[Data excerpts]
+ + + + + + +

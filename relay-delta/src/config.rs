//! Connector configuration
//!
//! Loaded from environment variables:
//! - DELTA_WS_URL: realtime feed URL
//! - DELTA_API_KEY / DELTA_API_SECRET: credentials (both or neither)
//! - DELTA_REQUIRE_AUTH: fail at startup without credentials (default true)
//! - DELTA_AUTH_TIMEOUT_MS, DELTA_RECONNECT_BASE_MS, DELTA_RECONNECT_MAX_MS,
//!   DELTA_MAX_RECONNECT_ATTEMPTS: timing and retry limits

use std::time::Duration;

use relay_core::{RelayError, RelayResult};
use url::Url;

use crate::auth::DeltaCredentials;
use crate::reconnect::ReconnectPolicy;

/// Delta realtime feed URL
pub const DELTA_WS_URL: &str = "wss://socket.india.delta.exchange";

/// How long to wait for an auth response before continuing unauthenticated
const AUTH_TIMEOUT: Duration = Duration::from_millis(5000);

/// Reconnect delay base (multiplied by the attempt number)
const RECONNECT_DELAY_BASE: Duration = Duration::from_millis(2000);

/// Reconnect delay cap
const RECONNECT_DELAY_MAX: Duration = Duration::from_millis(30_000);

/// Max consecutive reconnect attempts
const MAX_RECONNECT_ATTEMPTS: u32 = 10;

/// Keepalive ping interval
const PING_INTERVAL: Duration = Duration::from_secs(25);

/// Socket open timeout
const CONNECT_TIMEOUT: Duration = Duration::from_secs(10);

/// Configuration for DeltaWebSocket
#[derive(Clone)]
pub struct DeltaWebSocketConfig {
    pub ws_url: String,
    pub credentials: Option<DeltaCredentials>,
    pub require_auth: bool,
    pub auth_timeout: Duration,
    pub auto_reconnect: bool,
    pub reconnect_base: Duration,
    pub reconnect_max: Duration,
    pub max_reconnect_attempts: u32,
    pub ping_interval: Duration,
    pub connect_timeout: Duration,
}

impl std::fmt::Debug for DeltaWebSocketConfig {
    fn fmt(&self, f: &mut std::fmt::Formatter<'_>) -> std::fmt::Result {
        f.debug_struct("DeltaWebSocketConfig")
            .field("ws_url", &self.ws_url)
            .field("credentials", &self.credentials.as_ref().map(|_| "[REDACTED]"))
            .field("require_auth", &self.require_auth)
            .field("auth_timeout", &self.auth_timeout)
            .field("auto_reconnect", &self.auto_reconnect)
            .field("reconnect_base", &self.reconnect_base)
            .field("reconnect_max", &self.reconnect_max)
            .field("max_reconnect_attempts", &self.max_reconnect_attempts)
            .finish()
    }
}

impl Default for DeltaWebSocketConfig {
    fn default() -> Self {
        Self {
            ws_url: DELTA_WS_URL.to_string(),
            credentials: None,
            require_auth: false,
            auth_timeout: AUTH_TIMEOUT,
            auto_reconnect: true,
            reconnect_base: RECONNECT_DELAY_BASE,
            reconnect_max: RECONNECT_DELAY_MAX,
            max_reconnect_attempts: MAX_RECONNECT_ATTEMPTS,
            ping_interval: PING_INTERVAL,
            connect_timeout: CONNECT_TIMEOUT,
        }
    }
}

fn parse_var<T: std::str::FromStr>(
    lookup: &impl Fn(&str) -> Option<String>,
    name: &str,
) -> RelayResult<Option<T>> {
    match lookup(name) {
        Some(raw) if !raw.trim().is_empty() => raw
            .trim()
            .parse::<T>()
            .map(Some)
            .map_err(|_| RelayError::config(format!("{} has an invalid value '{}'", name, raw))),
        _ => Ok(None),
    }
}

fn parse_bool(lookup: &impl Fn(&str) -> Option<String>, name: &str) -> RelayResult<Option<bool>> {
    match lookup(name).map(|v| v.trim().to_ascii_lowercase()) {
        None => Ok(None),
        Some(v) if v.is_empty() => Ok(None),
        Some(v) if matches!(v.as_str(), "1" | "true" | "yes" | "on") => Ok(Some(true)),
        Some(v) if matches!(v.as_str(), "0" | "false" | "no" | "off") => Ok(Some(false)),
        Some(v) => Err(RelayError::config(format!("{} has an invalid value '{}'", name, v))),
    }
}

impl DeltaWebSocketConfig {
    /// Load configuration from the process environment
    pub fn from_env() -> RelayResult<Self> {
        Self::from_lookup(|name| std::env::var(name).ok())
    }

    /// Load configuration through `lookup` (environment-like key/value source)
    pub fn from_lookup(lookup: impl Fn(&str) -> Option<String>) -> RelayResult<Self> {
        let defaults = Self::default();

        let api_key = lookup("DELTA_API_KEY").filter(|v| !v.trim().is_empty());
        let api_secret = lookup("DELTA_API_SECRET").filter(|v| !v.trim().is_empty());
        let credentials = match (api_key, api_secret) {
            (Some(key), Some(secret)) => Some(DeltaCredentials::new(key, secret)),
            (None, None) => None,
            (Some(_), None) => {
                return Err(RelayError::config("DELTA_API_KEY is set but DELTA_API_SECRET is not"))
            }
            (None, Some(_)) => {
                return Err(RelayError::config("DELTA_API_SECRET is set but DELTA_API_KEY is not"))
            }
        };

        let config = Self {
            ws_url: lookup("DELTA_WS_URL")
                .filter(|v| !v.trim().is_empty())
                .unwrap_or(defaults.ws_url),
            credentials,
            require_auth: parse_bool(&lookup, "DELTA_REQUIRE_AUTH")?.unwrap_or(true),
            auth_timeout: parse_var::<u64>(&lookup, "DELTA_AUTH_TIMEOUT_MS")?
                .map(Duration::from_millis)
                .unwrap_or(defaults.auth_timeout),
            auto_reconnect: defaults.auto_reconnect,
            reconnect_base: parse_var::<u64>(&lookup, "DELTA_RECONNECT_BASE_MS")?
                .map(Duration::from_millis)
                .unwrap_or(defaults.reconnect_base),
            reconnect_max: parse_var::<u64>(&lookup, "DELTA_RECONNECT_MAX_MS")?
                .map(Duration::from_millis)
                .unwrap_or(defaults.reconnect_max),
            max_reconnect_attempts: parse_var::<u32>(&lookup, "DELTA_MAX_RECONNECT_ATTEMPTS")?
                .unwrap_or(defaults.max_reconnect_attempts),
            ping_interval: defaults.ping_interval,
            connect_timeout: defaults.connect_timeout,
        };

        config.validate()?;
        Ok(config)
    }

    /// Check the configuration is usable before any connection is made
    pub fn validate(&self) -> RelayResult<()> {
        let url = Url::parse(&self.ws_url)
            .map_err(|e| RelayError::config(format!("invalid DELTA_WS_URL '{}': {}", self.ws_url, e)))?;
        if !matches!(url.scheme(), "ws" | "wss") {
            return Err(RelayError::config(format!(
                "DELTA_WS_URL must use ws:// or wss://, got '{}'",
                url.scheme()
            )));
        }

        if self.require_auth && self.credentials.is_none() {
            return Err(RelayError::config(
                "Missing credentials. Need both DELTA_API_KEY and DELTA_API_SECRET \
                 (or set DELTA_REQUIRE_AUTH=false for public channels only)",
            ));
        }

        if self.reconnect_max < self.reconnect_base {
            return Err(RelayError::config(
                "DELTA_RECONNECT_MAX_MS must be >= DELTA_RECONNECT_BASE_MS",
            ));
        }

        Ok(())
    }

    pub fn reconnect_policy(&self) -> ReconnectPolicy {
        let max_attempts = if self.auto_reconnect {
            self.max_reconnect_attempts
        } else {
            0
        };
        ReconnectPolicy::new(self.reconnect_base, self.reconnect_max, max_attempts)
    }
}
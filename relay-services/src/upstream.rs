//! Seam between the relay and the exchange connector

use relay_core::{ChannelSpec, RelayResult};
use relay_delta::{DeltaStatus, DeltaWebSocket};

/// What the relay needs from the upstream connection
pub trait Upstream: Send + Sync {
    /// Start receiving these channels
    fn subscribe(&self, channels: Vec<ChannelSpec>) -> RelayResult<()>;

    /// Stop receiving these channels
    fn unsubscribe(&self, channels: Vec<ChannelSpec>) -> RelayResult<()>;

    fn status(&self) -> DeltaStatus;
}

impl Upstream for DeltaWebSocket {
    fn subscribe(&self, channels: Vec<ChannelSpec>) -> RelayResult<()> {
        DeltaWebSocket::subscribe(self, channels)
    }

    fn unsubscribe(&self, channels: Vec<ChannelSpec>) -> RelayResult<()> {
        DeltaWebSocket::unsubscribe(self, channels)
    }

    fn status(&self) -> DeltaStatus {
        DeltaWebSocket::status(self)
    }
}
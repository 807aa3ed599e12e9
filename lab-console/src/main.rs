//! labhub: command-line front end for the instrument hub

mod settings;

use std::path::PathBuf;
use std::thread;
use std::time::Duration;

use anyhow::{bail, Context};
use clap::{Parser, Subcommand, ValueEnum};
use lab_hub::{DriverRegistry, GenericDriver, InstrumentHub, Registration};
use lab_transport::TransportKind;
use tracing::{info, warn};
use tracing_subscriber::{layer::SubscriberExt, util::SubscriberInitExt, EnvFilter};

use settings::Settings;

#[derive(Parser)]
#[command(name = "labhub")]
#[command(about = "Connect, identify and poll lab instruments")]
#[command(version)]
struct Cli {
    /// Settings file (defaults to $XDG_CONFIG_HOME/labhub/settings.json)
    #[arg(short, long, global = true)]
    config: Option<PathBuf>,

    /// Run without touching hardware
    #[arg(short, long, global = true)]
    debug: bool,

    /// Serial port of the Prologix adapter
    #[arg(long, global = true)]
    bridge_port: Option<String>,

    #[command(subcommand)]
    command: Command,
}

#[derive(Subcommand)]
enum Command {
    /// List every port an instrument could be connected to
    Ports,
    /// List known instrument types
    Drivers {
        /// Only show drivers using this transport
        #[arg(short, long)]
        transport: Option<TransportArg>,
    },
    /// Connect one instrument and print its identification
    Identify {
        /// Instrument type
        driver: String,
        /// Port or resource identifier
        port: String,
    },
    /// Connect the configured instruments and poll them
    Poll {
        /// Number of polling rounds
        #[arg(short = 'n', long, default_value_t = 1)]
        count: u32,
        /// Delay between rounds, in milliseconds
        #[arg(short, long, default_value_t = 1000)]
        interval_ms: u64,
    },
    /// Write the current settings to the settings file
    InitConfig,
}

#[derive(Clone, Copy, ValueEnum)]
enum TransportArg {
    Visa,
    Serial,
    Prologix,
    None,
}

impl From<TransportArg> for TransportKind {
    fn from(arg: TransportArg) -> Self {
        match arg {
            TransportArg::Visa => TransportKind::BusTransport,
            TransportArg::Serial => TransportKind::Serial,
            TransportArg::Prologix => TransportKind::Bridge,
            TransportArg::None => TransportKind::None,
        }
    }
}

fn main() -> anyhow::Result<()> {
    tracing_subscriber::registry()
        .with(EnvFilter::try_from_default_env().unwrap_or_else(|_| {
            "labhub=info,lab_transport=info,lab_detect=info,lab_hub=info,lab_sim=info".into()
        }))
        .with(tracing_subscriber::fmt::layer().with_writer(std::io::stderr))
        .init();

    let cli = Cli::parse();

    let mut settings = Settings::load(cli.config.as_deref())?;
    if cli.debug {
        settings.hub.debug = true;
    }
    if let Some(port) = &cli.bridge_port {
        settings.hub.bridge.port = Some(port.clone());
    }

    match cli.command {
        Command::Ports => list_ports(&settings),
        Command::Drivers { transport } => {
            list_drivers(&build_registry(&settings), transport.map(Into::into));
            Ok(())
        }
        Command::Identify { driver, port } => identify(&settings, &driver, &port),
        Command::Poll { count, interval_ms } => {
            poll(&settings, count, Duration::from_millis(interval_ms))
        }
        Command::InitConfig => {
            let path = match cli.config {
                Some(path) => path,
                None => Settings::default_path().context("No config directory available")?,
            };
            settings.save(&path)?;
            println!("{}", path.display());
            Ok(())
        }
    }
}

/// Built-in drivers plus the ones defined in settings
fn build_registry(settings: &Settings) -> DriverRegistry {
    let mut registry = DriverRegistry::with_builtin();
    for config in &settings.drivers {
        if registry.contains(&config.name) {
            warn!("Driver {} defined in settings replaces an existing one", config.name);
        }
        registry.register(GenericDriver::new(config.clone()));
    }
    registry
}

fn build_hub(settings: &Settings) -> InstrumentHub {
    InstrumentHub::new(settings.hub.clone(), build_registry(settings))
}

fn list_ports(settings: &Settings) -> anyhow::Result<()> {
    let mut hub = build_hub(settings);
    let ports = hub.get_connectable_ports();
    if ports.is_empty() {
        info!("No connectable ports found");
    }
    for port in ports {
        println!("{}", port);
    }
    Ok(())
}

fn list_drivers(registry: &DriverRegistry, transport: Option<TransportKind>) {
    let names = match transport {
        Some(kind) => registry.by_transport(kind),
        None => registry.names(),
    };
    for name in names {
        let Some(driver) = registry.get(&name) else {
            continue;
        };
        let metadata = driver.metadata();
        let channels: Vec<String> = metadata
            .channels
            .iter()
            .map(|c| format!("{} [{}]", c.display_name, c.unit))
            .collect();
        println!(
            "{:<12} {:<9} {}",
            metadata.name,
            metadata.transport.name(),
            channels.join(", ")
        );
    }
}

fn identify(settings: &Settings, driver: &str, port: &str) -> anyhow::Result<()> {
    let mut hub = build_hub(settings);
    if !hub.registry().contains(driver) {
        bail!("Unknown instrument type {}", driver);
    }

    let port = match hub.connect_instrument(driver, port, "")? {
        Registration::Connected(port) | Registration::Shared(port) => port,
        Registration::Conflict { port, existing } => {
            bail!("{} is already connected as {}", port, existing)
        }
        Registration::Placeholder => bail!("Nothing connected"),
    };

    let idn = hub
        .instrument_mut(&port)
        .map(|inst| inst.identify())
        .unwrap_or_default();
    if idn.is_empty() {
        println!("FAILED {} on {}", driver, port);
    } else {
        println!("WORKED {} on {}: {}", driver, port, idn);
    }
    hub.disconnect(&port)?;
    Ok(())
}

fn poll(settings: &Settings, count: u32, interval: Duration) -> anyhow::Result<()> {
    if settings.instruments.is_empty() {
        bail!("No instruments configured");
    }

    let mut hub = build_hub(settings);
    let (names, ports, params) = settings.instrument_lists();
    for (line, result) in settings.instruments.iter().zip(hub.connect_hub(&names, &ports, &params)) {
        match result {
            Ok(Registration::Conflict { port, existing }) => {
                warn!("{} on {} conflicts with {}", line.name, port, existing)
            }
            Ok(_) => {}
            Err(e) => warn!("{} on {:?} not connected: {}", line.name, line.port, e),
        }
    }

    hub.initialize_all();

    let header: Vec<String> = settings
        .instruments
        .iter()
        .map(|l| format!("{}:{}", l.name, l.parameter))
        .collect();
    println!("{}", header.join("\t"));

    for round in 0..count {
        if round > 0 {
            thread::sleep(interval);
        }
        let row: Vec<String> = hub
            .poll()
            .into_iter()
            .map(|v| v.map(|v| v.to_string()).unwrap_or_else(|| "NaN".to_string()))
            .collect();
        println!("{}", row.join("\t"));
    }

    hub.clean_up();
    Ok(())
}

+ + + + + + +

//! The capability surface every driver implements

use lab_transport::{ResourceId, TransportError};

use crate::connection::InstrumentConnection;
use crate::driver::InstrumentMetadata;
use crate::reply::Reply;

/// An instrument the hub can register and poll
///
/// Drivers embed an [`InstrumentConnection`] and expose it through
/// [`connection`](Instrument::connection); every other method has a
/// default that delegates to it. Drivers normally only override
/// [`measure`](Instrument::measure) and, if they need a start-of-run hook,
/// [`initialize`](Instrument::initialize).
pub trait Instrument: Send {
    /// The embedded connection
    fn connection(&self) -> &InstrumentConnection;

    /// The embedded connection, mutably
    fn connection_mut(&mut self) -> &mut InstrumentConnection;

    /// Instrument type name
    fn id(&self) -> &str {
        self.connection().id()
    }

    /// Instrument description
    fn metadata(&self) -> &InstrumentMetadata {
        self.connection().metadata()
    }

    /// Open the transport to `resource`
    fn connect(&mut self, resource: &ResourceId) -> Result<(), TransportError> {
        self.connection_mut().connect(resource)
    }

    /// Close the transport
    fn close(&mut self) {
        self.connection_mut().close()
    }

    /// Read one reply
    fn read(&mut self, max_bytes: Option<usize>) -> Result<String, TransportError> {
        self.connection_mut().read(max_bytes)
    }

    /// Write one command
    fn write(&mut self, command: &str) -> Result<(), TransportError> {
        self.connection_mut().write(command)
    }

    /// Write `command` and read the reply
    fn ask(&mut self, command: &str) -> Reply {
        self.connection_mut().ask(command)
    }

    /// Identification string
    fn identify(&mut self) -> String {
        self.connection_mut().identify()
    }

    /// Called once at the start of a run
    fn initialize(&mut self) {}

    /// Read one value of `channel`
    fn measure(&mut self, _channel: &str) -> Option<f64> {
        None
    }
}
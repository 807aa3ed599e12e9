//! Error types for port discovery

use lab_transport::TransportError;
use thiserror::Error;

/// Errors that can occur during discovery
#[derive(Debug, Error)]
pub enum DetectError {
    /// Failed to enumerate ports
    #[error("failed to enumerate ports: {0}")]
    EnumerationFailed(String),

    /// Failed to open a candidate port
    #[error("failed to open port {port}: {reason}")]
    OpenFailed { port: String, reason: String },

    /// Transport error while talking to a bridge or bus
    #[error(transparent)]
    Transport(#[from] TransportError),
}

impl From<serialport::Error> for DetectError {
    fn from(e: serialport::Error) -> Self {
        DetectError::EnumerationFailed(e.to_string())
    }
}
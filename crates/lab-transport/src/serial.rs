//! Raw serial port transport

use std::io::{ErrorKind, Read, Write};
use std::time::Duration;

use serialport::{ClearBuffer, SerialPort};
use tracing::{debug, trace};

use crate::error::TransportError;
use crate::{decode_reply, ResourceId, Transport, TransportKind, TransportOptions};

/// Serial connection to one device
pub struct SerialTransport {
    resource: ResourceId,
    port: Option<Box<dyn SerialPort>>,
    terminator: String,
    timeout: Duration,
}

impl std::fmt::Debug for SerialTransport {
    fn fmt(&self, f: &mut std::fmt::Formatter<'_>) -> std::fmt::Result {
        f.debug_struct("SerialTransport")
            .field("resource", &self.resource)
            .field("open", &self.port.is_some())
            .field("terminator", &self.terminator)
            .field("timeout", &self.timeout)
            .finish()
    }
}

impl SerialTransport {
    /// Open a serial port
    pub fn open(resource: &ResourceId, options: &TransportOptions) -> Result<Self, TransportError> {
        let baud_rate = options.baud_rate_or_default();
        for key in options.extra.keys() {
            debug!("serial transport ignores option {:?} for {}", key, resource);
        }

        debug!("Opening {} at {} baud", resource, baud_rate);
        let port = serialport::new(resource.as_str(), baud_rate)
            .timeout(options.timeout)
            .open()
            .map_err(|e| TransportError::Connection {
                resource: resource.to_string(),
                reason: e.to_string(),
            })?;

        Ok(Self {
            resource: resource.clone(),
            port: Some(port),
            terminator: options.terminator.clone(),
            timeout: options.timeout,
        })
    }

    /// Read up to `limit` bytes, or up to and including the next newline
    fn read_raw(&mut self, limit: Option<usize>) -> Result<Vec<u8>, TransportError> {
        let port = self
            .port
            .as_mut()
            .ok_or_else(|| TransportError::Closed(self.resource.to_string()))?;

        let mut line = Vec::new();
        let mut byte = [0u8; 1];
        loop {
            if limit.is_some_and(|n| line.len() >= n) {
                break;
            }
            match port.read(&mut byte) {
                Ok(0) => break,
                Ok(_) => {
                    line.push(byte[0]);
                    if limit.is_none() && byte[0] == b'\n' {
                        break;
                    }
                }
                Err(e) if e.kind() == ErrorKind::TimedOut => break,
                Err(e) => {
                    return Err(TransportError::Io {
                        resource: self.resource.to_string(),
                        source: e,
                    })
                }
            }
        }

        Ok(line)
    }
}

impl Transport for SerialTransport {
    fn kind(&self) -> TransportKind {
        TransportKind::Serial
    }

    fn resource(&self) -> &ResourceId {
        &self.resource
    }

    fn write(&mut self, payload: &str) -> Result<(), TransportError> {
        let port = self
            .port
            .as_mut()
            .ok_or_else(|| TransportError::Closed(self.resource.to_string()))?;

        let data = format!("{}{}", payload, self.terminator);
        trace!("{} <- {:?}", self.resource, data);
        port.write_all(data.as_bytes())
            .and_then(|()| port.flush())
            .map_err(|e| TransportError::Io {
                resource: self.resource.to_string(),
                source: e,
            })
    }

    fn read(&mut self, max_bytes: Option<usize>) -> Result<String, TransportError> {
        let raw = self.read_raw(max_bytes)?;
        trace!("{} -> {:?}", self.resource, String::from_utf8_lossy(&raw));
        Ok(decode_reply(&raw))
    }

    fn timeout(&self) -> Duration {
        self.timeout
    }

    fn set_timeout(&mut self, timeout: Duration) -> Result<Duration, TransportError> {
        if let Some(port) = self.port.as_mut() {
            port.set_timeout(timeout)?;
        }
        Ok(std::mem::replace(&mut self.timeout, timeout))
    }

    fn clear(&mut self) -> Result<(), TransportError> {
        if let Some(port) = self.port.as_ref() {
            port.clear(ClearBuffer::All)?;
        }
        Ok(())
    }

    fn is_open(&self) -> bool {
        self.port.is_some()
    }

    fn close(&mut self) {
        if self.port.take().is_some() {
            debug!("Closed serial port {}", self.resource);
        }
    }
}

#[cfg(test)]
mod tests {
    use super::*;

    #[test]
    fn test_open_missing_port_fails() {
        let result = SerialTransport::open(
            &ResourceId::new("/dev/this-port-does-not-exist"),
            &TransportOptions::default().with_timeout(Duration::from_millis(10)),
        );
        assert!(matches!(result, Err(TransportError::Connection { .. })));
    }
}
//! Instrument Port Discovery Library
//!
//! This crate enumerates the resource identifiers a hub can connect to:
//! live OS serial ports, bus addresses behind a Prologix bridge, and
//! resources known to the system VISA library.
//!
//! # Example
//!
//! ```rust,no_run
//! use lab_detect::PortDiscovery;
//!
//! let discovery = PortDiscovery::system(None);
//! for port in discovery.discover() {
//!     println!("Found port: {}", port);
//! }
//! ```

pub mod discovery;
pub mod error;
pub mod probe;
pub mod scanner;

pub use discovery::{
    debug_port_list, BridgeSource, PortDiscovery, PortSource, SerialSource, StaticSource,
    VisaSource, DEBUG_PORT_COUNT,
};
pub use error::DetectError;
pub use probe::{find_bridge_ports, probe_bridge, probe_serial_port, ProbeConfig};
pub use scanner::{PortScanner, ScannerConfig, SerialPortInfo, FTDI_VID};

+ + + + + + +

*ABOUT THIS EXERCISE:*
Using the records above, restate word for word the lines from the one with "filename relay-delta/src/config.rs" through the one with "the attempt number)", both included.

*ANSWER SECTION:*
filename relay-delta/src/config.rs
//! Connector configuration
//!
//! Loaded from environment variables:
//! - DELTA_WS_URL: realtime feed URL
//! - DELTA_API_KEY / DELTA_API_SECRET: credentials (both or neither)
//! - DELTA_REQUIRE_AUTH: fail at startup without credentials (default true)
//! - DELTA_AUTH_TIMEOUT_MS, DELTA_RECONNECT_BASE_MS, DELTA_RECONNECT_MAX_MS,
//!   DELTA_MAX_RECONNECT_ATTEMPTS: timing and retry limits

use std::time::Duration;

use relay_core::{RelayError, RelayResult};
use url::Url;

use crate::auth::DeltaCredentials;
use crate::reconnect::ReconnectPolicy;

/// Delta realtime feed URL
pub const DELTA_WS_URL: &str = "wss://socket.india.delta.exchange";

/// How long to wait for an auth response before continuing unauthenticated
const AUTH_TIMEOUT: Duration = Duration::from_millis(5000);

/// Reconnect delay base (multiplied by the attempt number)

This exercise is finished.